Saved entries
= Beginning of Section =
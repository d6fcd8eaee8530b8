//! Shared data and configuration types for strider.
//!
//! These types are used by both the core library and the merge tool, and
//! are the parts of the persisted formats that don't carry behavior.

pub mod formatting;

use std::fmt;
use std::path::PathBuf;
use std::str::FromStr;

use serde::{Deserialize, Serialize};

/// Video frame index
pub type Frame = i64;

/// Track display color as RGB
pub type Rgb = [u8; 3];

// ═══════════════════════════════════════════════════════════════════════════
// Point
// ═══════════════════════════════════════════════════════════════════════════

/// A 2D position in video pixel coordinates.
///
/// Serialized as a two-element array `[x, y]`.
#[derive(Debug, Clone, Copy, PartialEq, Default, Serialize, Deserialize)]
#[serde(from = "[f64; 2]", into = "[f64; 2]")]
pub struct Point {
    pub x: f64,
    pub y: f64,
}

impl Point {
    pub const fn new(x: f64, y: f64) -> Self {
        Self { x, y }
    }

    /// Euclidean distance to another point
    pub fn distance(&self, other: &Point) -> f64 {
        (self.x - other.x).hypot(self.y - other.y)
    }
}

impl From<[f64; 2]> for Point {
    fn from([x, y]: [f64; 2]) -> Self {
        Self { x, y }
    }
}

impl From<Point> for [f64; 2] {
    fn from(p: Point) -> Self {
        [p.x, p.y]
    }
}

impl From<(f64, f64)> for Point {
    fn from((x, y): (f64, f64)) -> Self {
        Self { x, y }
    }
}

impl fmt::Display for Point {
    fn fmt(&self, f: &mut fmt::Formatter<'_>) -> fmt::Result {
        f.write_str(&formatting::format_point(self.x, self.y))
    }
}

// ═══════════════════════════════════════════════════════════════════════════
// Merge Configuration
// ═══════════════════════════════════════════════════════════════════════════

/// How to behave when a merged track's id already exists in the destination
#[derive(Debug, Clone, Copy, PartialEq, Eq, Default, Serialize, Deserialize)]
#[serde(rename_all = "snake_case")]
pub enum ConflictPolicy {
    /// Silently assign a freshly generated id
    #[default]
    Random,
    /// Ask the operator for a replacement id (blank generates one)
    Prompt,
    /// Abort the whole merge
    Error,
}

impl ConflictPolicy {
    pub const ALL: [ConflictPolicy; 3] = [Self::Random, Self::Prompt, Self::Error];

    pub fn as_str(&self) -> &'static str {
        match self {
            Self::Random => "random",
            Self::Prompt => "prompt",
            Self::Error => "error",
        }
    }
}

impl fmt::Display for ConflictPolicy {
    fn fmt(&self, f: &mut fmt::Formatter<'_>) -> fmt::Result {
        f.write_str(self.as_str())
    }
}

/// Error returned when parsing an unknown conflict policy name
#[derive(Debug, Clone, PartialEq, Eq)]
pub struct UnknownPolicy(pub String);

impl fmt::Display for UnknownPolicy {
    fn fmt(&self, f: &mut fmt::Formatter<'_>) -> fmt::Result {
        write!(
            f,
            "unknown conflict policy {:?} (expected one of: random, prompt, error)",
            self.0
        )
    }
}

impl std::error::Error for UnknownPolicy {}

impl FromStr for ConflictPolicy {
    type Err = UnknownPolicy;

    /// Accepts the canonical names plus the legacy `auto` / `raise` spellings.
    fn from_str(s: &str) -> Result<Self, Self::Err> {
        match s.trim().to_ascii_lowercase().as_str() {
            "random" | "auto" => Ok(Self::Random),
            "prompt" => Ok(Self::Prompt),
            "error" | "raise" => Ok(Self::Error),
            _ => Err(UnknownPolicy(s.to_string())),
        }
    }
}

/// Default oversampling factor used when allocating new track ids
pub const DEFAULT_ID_OVERSAMPLE: f64 = 2.0;

/// Persistent settings for the merge tool
#[derive(Debug, Clone, PartialEq, Serialize, Deserialize)]
pub struct MergeSettings {
    /// Policy used when no `--on-conflict` flag is given
    #[serde(default)]
    pub conflict_policy: ConflictPolicy,

    /// Directories scanned for `*.toml` rule files on every merge
    #[serde(default)]
    pub rule_directories: Vec<PathBuf>,

    /// Oversampling factor for random id allocation (must be > 1)
    #[serde(default = "default_id_oversample")]
    pub id_oversample: f64,

    /// Log every rule that fires
    #[serde(default = "default_true")]
    pub log_rule_hits: bool,
}

impl Default for MergeSettings {
    fn default() -> Self {
        Self {
            conflict_policy: ConflictPolicy::default(),
            rule_directories: Vec::new(),
            id_oversample: DEFAULT_ID_OVERSAMPLE,
            log_rule_hits: true,
        }
    }
}

fn default_id_oversample() -> f64 {
    DEFAULT_ID_OVERSAMPLE
}

fn default_true() -> bool {
    true
}

#[cfg(test)]
mod tests {
    use super::*;

    #[test]
    fn test_point_serializes_as_pair() {
        let p = Point::new(3.0, 4.5);
        assert_eq!(serde_json::to_string(&p).unwrap(), "[3.0,4.5]");
        let back: Point = serde_json::from_str("[1, 2]").unwrap();
        assert_eq!(back, Point::new(1.0, 2.0));
    }

    #[test]
    fn test_point_distance() {
        assert_eq!(Point::new(0.0, 0.0).distance(&Point::new(3.0, 4.0)), 5.0);
    }

    #[test]
    fn test_conflict_policy_parse() {
        assert_eq!("random".parse(), Ok(ConflictPolicy::Random));
        assert_eq!("auto".parse(), Ok(ConflictPolicy::Random));
        assert_eq!("Prompt".parse(), Ok(ConflictPolicy::Prompt));
        assert_eq!("raise".parse(), Ok(ConflictPolicy::Error));
        assert!("explode".parse::<ConflictPolicy>().is_err());
        for policy in ConflictPolicy::ALL {
            assert_eq!(policy.as_str().parse(), Ok(policy));
        }
    }

    #[test]
    fn test_merge_settings_defaults_from_partial_toml() {
        let settings: MergeSettings = toml::from_str(r#"conflict_policy = "error""#).unwrap();
        assert_eq!(settings.conflict_policy, ConflictPolicy::Error);
        assert_eq!(settings.id_oversample, DEFAULT_ID_OVERSAMPLE);
        assert!(settings.log_rule_hits);
        assert!(settings.rule_directories.is_empty());
    }
}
= End of Section =
## Your task:
Look through the records for the string "bool". Copy every line that has it.

## Exercise answer:
    pub log_rule_hits: bool,
fn default_true() -> bool {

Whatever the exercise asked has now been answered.